What is expected ▸ Where in the listing does the string "watch" appear? Copy every line that holds it.

Material for this exercise ▸
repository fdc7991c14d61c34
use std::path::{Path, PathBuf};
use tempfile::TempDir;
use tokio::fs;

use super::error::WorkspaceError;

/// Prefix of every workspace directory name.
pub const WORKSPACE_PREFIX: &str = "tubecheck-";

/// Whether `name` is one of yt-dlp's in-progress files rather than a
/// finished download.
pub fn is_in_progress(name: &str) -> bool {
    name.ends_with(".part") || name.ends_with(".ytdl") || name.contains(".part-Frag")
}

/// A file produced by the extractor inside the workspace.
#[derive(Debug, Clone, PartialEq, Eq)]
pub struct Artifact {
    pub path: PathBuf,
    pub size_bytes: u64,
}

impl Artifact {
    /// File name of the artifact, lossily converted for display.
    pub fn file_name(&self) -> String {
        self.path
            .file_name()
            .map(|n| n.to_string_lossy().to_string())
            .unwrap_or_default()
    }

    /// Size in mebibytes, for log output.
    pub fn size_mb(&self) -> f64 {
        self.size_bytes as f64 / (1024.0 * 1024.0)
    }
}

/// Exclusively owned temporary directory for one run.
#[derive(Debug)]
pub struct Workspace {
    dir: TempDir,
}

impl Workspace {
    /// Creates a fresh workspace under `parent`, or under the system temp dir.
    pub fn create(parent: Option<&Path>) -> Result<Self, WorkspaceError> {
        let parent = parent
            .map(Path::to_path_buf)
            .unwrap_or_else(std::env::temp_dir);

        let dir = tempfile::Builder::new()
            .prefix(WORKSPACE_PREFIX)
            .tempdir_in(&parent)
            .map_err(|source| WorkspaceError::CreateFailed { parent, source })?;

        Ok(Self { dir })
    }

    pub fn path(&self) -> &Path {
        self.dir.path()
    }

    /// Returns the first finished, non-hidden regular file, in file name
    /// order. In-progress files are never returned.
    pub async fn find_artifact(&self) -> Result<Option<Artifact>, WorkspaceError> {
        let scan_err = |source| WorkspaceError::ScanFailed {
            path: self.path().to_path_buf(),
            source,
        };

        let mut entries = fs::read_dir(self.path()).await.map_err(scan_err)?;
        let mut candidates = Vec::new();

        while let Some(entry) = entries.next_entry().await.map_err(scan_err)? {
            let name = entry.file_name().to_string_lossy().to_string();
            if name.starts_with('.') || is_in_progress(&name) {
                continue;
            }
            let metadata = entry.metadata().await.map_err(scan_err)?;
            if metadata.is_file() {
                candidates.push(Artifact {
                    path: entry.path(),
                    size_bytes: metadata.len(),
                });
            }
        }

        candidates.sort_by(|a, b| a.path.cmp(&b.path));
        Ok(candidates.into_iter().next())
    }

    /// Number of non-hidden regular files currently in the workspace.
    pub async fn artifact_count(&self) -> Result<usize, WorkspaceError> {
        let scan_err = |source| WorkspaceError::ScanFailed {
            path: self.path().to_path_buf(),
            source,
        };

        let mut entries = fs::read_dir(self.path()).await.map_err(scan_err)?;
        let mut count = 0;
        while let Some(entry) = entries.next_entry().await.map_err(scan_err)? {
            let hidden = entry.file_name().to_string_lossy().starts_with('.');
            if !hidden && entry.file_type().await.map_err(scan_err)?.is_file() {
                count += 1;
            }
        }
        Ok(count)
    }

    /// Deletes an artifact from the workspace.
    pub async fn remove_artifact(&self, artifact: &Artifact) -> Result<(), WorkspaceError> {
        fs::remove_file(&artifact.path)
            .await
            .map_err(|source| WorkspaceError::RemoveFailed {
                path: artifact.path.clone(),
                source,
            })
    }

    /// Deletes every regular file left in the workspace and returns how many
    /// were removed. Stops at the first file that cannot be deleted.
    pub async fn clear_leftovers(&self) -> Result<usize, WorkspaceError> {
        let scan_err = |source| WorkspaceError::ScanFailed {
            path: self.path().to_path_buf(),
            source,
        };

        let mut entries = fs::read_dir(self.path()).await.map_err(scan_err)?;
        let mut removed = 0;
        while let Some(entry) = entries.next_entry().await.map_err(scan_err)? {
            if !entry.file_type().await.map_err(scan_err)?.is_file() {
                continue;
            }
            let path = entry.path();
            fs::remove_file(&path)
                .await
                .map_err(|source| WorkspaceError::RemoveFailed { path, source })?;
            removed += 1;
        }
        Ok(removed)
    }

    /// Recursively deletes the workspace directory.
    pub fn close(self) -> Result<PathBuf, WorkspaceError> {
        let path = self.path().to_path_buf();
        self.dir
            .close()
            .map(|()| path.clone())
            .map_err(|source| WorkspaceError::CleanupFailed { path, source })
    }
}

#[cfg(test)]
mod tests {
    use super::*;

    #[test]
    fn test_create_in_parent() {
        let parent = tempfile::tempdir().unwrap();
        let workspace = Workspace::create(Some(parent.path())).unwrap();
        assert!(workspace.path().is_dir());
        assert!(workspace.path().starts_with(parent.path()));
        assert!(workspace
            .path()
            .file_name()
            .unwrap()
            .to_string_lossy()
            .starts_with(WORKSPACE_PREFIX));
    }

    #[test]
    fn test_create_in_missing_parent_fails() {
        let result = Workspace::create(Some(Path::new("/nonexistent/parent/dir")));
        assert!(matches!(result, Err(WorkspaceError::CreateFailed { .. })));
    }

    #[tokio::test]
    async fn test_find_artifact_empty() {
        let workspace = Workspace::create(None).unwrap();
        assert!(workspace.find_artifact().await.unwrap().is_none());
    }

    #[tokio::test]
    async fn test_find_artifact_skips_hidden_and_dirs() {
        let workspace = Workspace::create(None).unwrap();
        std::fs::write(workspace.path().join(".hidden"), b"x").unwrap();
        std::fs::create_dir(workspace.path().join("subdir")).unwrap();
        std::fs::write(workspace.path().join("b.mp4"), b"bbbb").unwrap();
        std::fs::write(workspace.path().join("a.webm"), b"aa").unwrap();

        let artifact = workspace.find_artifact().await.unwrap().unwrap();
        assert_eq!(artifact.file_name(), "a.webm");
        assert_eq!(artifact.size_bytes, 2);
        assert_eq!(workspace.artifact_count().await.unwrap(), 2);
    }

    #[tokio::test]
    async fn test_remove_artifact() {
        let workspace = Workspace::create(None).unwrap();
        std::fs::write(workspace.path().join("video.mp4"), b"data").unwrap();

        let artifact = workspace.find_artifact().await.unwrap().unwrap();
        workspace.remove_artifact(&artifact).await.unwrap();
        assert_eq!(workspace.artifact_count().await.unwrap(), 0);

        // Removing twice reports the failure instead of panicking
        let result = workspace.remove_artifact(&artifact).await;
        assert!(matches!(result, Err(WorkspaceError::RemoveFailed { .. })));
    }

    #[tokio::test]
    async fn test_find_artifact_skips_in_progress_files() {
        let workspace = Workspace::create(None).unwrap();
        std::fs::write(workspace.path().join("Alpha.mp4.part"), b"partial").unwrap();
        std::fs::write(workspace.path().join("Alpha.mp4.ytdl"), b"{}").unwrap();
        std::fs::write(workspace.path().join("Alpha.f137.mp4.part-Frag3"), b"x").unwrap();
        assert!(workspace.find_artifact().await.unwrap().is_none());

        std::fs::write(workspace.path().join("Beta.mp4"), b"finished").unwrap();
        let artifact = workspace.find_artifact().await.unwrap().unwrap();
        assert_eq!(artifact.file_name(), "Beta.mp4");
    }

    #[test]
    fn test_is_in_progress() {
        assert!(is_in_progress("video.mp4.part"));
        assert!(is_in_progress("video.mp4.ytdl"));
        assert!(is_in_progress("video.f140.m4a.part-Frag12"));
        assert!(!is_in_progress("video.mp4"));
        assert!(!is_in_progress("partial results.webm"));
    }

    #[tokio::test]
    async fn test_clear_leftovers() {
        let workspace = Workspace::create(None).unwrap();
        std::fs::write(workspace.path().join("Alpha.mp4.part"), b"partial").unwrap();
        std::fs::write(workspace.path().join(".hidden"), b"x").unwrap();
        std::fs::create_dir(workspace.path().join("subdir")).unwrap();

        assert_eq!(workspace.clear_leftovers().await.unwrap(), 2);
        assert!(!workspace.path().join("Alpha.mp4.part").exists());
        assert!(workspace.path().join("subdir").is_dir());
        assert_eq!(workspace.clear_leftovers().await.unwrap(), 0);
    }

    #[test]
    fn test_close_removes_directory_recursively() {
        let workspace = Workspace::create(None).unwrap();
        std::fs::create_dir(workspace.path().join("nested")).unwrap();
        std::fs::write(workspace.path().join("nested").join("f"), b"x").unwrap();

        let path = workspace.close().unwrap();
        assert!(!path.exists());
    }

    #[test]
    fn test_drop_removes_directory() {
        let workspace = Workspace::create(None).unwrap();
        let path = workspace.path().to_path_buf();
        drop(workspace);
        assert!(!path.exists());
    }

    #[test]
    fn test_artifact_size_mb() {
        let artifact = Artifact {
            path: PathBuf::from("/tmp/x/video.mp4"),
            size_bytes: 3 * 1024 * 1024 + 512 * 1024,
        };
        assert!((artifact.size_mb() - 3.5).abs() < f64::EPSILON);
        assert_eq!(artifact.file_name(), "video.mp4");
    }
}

--

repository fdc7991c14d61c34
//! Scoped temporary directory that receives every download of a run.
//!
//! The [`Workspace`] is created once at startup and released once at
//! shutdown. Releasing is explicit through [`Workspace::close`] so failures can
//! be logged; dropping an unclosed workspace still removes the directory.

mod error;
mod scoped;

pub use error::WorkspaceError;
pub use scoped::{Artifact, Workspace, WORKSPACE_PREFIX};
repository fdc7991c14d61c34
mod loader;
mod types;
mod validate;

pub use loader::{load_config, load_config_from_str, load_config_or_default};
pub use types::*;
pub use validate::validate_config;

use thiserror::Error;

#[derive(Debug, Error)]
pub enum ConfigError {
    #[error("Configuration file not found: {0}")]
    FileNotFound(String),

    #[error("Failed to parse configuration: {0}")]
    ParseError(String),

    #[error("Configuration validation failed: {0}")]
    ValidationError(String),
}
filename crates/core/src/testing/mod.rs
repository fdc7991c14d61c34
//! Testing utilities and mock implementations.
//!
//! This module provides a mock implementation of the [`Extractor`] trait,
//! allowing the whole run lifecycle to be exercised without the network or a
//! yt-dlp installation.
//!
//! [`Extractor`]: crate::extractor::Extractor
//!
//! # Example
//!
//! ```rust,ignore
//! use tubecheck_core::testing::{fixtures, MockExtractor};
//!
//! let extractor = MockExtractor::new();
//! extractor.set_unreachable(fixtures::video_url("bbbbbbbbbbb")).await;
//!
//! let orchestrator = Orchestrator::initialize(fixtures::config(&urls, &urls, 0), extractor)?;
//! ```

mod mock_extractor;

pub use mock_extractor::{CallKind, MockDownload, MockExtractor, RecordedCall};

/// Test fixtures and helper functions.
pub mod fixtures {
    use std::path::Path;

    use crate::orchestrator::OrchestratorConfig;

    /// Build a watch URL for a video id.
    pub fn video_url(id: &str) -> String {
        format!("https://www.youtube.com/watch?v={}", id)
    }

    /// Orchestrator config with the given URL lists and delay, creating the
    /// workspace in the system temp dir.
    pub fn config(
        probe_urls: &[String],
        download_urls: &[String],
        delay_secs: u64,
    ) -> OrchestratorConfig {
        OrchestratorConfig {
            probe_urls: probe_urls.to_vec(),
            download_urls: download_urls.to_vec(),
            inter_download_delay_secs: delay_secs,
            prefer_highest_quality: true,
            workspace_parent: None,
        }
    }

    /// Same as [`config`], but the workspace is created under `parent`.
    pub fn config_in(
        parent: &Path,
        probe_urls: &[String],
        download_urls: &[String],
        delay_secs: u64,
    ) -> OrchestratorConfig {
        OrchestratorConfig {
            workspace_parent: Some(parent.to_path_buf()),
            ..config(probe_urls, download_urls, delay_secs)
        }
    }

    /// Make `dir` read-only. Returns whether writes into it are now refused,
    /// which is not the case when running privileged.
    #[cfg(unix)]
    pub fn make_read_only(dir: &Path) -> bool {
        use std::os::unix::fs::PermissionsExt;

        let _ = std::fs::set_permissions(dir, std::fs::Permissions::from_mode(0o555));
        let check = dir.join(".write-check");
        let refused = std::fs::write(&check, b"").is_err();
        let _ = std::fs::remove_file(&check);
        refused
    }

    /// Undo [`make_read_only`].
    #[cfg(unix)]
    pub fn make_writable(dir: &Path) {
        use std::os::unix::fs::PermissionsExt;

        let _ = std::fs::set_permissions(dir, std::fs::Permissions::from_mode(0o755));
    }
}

Solution for this task ▸
    /// Build a watch URL for a video id.
        format!("https://www.youtube.com/watch?v={}", id)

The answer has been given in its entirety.